Posted on 02/23/2018 5:52:00 AM PST by Sopater

My uncle John is a retired Los Angeles police officer. He doesn’t like to talk about it, but if I buy him enough drinks, he’ll tell how he captured an armed bad guy on the streets of LA, although my uncle was off-duty and unarmed.

The story involves car chases, foot chases, and a shotgun—and the guy holding it wasn’t my uncle. Fortunately, everything worked out that day, and a dangerous criminal was off the streets because my uncle risked his life—off the clock.

I think about my Uncle John every time I read an all-too-frequent report like this one: “The armed school resource officer assigned to protect students at Marjory Stoneman Douglas High School took a defensive position outside the school and did not enter the building while the shooter was killing students and teachers inside [all emphasis added] with an AR-15 assault-style rifle, Broward County Sheriff Scott Israel said Thursday.”

Most Americans are astonished and outraged to hear this. How can a police officer—how can any person—stand around listening to innocent kids being shot?

Most Americans don’t know this happens all the time. Remember the Pulse nightclub shooting in Orlando?

As the largest mass shooting [at that time] in modern U.S. history began to unfold, an off-duty police officer working at a gay nightclub exchanged gunfire with the suspect. But three hours passed before one of the nation’s most revered SWAT teams stormed the building and brought the attack that left 49 people and the gunman dead to an end.

The ISIS-wannabe was in a shoot-out with a cop before he even got in the building. But for some reason, the cop didn’t follow him in. Shots fired inside. Nothing. Then SWAT waited outside, even as shots rang out from inside the building.

Remember Sandy Hook Elementary in Newtown, Connecticut? “Newtown officers arrived at the school while the gunman was still shooting but did not enter the building for more than five minutes, according to a prosecutor’s report.” The state police conducted a comprehensive review of events that day, but “didn’t interview any Newtown police officers who were the first responders on the scene.” Newtown police didn’t do their own after-action report, either. What’s to review, right?
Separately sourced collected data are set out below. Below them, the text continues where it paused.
use super::lazy::Lazy;
use super::{lenient_datetime, Reload};
use crate::arr::VersionedClient;
use arrlink_common::Result;
use async_trait::async_trait;
use chrono::{DateTime, Utc};
use serde::Deserialize;
use serde_json::{Map, Value};
use std::fmt;

/// Status payload. Keys not modelled here end up in `extra`.
#[derive(Debug, Clone, Default, Deserialize)]
#[serde(rename_all = "camelCase")]
pub struct SystemStatusFields {
    pub version: Option<String>,
    pub app_name: Option<String>,
    pub instance_name: Option<String>,
    pub branch: Option<String>,
    pub authentication: Option<String>,
    pub url_base: Option<String>,
    pub runtime_version: Option<String>,
    pub os_name: Option<String>,
    pub os_version: Option<String>,
    pub is_docker: Option<bool>,
    pub is_linux: Option<bool>,
    pub is_windows: Option<bool>,
    #[serde(default, deserialize_with = "lenient_datetime")]
    pub build_time: Option<DateTime<Utc>>,
    #[serde(default, deserialize_with = "lenient_datetime")]
    pub start_time: Option<DateTime<Utc>>,
    #[serde(flatten)]
    pub extra: Map<String, Value>,
}

#[derive(Clone)]
pub struct SystemStatus {
    api: VersionedClient,
    state: Lazy<SystemStatusFields>,
}

impl SystemStatus {
    pub(crate) fn full(api: VersionedClient, payload: Value) -> Result<Self> {
        Ok(Self {
            api,
            state: Lazy::full(payload)?,
        })
    }

    pub fn version(&self) -> &str {
        self.state.fields().version.as_deref().unwrap_or_default()
    }

    pub fn app_name(&self) -> Option<&str> {
        self.state.fields().app_name.as_deref()
    }
}

#[async_trait]
impl Reload for SystemStatus {
    type Fields = SystemStatusFields;

    fn state(&self) -> &Lazy<SystemStatusFields> {
        &self.state
    }

    fn state_mut(&mut self) -> &mut Lazy<SystemStatusFields> {
        &mut self.state
    }

    async fn fetch(&self) -> Result<Value> {
        self.api.get("system/status", &[]).await
    }
}

lazy_entity!(SystemStatus, SystemStatusFields);

impl fmt::Display for SystemStatus {
    fn fmt(&self, f: &mut fmt::Formatter<'_>) -> fmt::Result {
        write!(f, "[{} {}]", self.app_name().unwrap_or("server"), self.version())
    }
}

impl fmt::Debug for SystemStatus {
    fn fmt(&self, f: &mut fmt::Formatter<'_>) -> fmt::Result {
        f.debug_struct("SystemStatus")
            .field("app_name", &self.app_name())
            .field("version", &self.version())
            .finish()
    }
}
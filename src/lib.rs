//! arrlink - client library for Radarr, Sonarr, Lidarr and Readarr
//!
//! The request layer negotiates each server's API dialect once, the model
//! loads entities lazily, and the batch reconciler partitions bulk
//! operations into processed, existing and invalid items.

pub mod arr;
pub mod config;
pub mod model;

pub use arrlink_common::{Dialect, Error, Result};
This list goes on and on. Up in Canada during the 1898 massacres at Ecole Polytechnique: “As officers stood outside in the snow, [the shooter] moved through the corridors looking for more women to kill.” Out west in Columbine, as in Orlando, the cops exchanged fire with the killers, then waited outside as 10 people were gunned down. The police waited outside. Listening.

The sinking feeling we have as we read these stories isn’t anger. It’s betrayal. Our police are supposed to be better than that. We honor them, we tell our kids to look up to them, we buy them lunch, donate to their charities, we believe in them. That’s because we believe they’ve made a commitment to endanger their own lives to protect ours.
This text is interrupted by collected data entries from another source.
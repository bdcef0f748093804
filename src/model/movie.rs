use super::lazy::Lazy;
use super::{delete_flags, lenient_datetime, Reload};
use crate::arr::radarr::{AddMovie, EditMovie, MovieAddOptions, RadarrClient};
use crate::arr::EditOptions;
use crate::model::{QualityProfile, Tag};
use arrlink_common::{Error, Result};
use async_trait::async_trait;
use chrono::{DateTime, Utc};
use serde::Deserialize;
use serde_json::{json, Value};
use std::fmt;

#[derive(Debug, Clone, PartialEq, Eq, Deserialize)]
#[serde(rename_all = "camelCase")]
pub struct MovieCollection {
    pub name: Option<String>,
    pub tmdb_id: Option<i64>,
}

/// Movie payload as served by movie endpoints and lookups.
#[derive(Debug, Clone, Default, Deserialize)]
#[serde(rename_all = "camelCase")]
pub struct MovieFields {
    pub id: Option<i64>,
    pub title: Option<String>,
    pub original_title: Option<String>,
    pub sort_title: Option<String>,
    pub clean_title: Option<String>,
    pub title_slug: Option<String>,
    pub tmdb_id: Option<i64>,
    pub imdb_id: Option<String>,
    pub year: Option<i32>,
    pub overview: Option<String>,
    pub status: Option<String>,
    pub studio: Option<String>,
    pub website: Option<String>,
    pub certification: Option<String>,
    pub you_tube_trailer_id: Option<String>,
    pub runtime: Option<i64>,
    pub genres: Option<Vec<String>>,
    pub ratings: Option<Value>,
    pub collection: Option<MovieCollection>,
    #[serde(default, deserialize_with = "lenient_datetime")]
    pub in_cinemas: Option<DateTime<Utc>>,
    #[serde(default, deserialize_with = "lenient_datetime")]
    pub physical_release: Option<DateTime<Utc>>,
    #[serde(default, deserialize_with = "lenient_datetime")]
    pub digital_release: Option<DateTime<Utc>>,
    #[serde(default, deserialize_with = "lenient_datetime")]
    pub added: Option<DateTime<Utc>>,
    pub path: Option<String>,
    pub folder_name: Option<String>,
    pub root_folder_path: Option<String>,
    pub monitored: Option<bool>,
    pub minimum_availability: Option<String>,
    pub is_available: Option<bool>,
    pub has_file: Option<bool>,
    pub downloaded: Option<bool>,
    pub size_on_disk: Option<i64>,
    pub quality_profile_id: Option<i64>,
    pub profile_id: Option<i64>,
    pub tags: Option<Vec<i64>>,
}

/// A movie on (or destined for) a Radarr server.
#[derive(Clone)]
pub struct Movie {
    radarr: RadarrClient,
    state: Lazy<MovieFields>,
}

impl Movie {
    pub(crate) fn stub(radarr: RadarrClient, payload: Value) -> Result<Self> {
        Ok(Self {
            radarr,
            state: Lazy::stub(payload)?,
        })
    }

    pub(crate) fn full(radarr: RadarrClient, payload: Value) -> Result<Self> {
        Ok(Self {
            radarr,
            state: Lazy::full(payload)?,
        })
    }

    pub fn id(&self) -> Option<i64> {
        self.state.fields().id
    }

    pub fn tmdb_id(&self) -> Option<i64> {
        self.state.fields().tmdb_id
    }

    pub fn imdb_id(&self) -> Option<&str> {
        self.state.fields().imdb_id.as_deref()
    }

    pub fn title(&self) -> Option<&str> {
        self.state.fields().title.as_deref()
    }

    /// Tags as stubs; their labels load on first access.
    pub fn tags(&self) -> Result<Vec<Tag>> {
        self.state
            .fields()
            .tags
            .iter()
            .flatten()
            .map(|id| Tag::from_id(self.radarr.api().clone(), *id))
            .collect()
    }

    pub fn quality_profile(&self) -> Result<Option<QualityProfile>> {
        let fields = self.state.fields();
        fields
            .quality_profile_id
            .or(fields.profile_id)
            .map(|id| QualityProfile::from_id(self.radarr.api().clone(), id))
            .transpose()
    }

    /// Add the movie to Radarr.
    ///
    /// Fails with `Exists` if it already has an id and with `Excluded` if
    /// the client respects exclusions and the movie is on the list.
    pub async fn add(&mut self, request: &AddMovie) -> Result<()> {
        let options = self.radarr.validate_add(request).await?;
        if !self.is_materialized() {
            self.reload().await?;
        }
        self.ensure_addable()?;
        let payload = self.creation_payload(&options, None)?;
        let response = self.radarr.api().post("movie", &payload).await?;
        self.settle(response).await?;
        tracing::info!(movie = %self, "added movie");
        Ok(())
    }

    pub async fn edit(&mut self, request: &EditMovie) -> Result<()> {
        self.require_id()?;
        let options = self.radarr.validate_edit(request).await?;
        self.apply_edit(&options).await
    }

    pub(crate) async fn apply_edit(&mut self, options: &EditOptions) -> Result<()> {
        let id = self.require_id()?;
        if !self.is_materialized() {
            self.reload().await?;
        }
        let mut payload = self.state.raw().clone();
        options.apply_to(&mut payload);

        let query = if options.moves_files() {
            vec![("moveFiles", "true".to_string())]
        } else {
            Vec::new()
        };
        let response = self
            .radarr
            .api()
            .put(&format!("movie/{}", id), &Value::Object(payload), &query)
            .await?;
        self.settle(response).await
    }

    /// Delete the movie. Afterwards it no longer carries an id.
    pub async fn delete(&mut self, add_exclusion: bool, delete_files: bool) -> Result<()> {
        let id = self.require_id()?;
        self.radarr
            .api()
            .delete(
                &format!("movie/{}", id),
                None,
                &delete_flags(add_exclusion, delete_files),
            )
            .await?;
        tracing::info!(movie = %self, "deleted movie");
        self.state.detach()
    }

    pub(crate) fn detach(&mut self) -> Result<()> {
        self.state.detach()
    }

    pub(crate) fn ensure_addable(&self) -> Result<()> {
        if self.id().is_some() {
            return Err(Error::exists(format!("{} is already in Radarr", self)));
        }
        if let (Some(list), Some(tmdb_id)) = (self.radarr.exclusion_list(), self.tmdb_id()) {
            if list.contains(tmdb_id) {
                return Err(Error::excluded(format!(
                    "{} (TMDb {}) is on the exclusion list",
                    self, tmdb_id
                )));
            }
        }
        Ok(())
    }

    pub(crate) fn creation_payload(
        &self,
        options: &MovieAddOptions,
        path: Option<&str>,
    ) -> Result<Value> {
        if self.id().is_some() {
            return Err(Error::exists(format!("{} is already in Radarr", self)));
        }
        let mut data = self.state.raw().clone();
        if let Some(path) = path {
            if !path.starts_with(&options.root_folder) {
                return Err(Error::invalid(
                    "Individual Path",
                    path,
                    [options.root_folder.clone()],
                ));
            }
            data.insert("path".into(), json!(path));
        }
        data.insert("rootFolderPath".into(), json!(options.root_folder));
        data.insert("monitored".into(), json!(options.monitored));
        data.insert(
            self.radarr.api().dialect().quality_profile_field().into(),
            json!(options.quality_profile_id),
        );
        data.insert(
            "minimumAvailability".into(),
            json!(options.minimum_availability),
        );
        data.insert(
            "addOptions".into(),
            json!({ "searchForMovie": options.search }),
        );
        if !options.tags.is_empty() {
            data.insert("tags".into(), json!(options.tags));
        }
        Ok(Value::Object(data))
    }

    /// Adopt a mutation response; no content means the server did not echo
    /// the movie back, so fetch it.
    async fn settle(&mut self, response: Value) -> Result<()> {
        if response.is_null() {
            self.reload().await
        } else {
            self.state.replace(response)
        }
    }

    /// Items without a server id do not exist on the server yet.
    fn require_id(&self) -> Result<i64> {
        self.id().ok_or_else(|| {
            Error::not_found(format!("{} is not in Radarr; add it first", self))
        })
    }

    fn display_name(&self) -> String {
        self.title().unwrap_or_default().to_string()
    }
}

#[async_trait]
impl Reload for Movie {
    type Fields = MovieFields;

    fn state(&self) -> &Lazy<MovieFields> {
        &self.state
    }

    fn state_mut(&mut self) -> &mut Lazy<MovieFields> {
        &mut self.state
    }

    async fn fetch(&self) -> Result<Value> {
        let fields = self.state.fields();
        if let Some(id) = fields.id {
            return self.radarr.api().get(&format!("movie/{}", id), &[]).await;
        }
        if let Some(tmdb_id) = fields.tmdb_id {
            return self.radarr.lookup(&format!("tmdb:{}", tmdb_id)).await;
        }
        if let Some(imdb_id) = &fields.imdb_id {
            return self.radarr.lookup(&format!("imdb:{}", imdb_id)).await;
        }
        Err(Error::invalid_argument(
            "movie has no id, TMDb id or IMDb id to load from",
        ))
    }
}

lazy_entity!(Movie, MovieFields);
entity_identity!(Movie);

impl fmt::Debug for Movie {
    fn fmt(&self, f: &mut fmt::Formatter<'_>) -> fmt::Result {
        f.debug_struct("Movie")
            .field("id", &self.id())
            .field("title", &self.title())
            .field("tmdb_id", &self.tmdb_id())
            .field("materialized", &self.state.is_materialized())
            .finish()
    }
}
Only not everyone is in on the deal, apparently. Over the years as a radio talk host, I’ve had a dozen or so callers claiming to be cops who angrily insisted that, as one put it “Our first job is to make sure we go home to our families safe at night.”

My response was to suggest that, somewhere, there was a mall missing a security guard. For real cops, if someone is going to get shot—either an innocent civilian or themselves—their job is to take that bullet if they absolutely must.

So why do so many cops stand outside and do nothing while kids are being killed? Well, cowardice, for one thing. No, not all cops are cowards, that’s ridiculous. I know from personal experience that’s not true. But they’re not all heroes, either.

Ask yourself this: Could you stand outside and listen to high school kids get shot and do nothing? Particularly if you had a gun and the training to use it? Wouldn’t every cell in your body scream for you to run inside and kill that SOB?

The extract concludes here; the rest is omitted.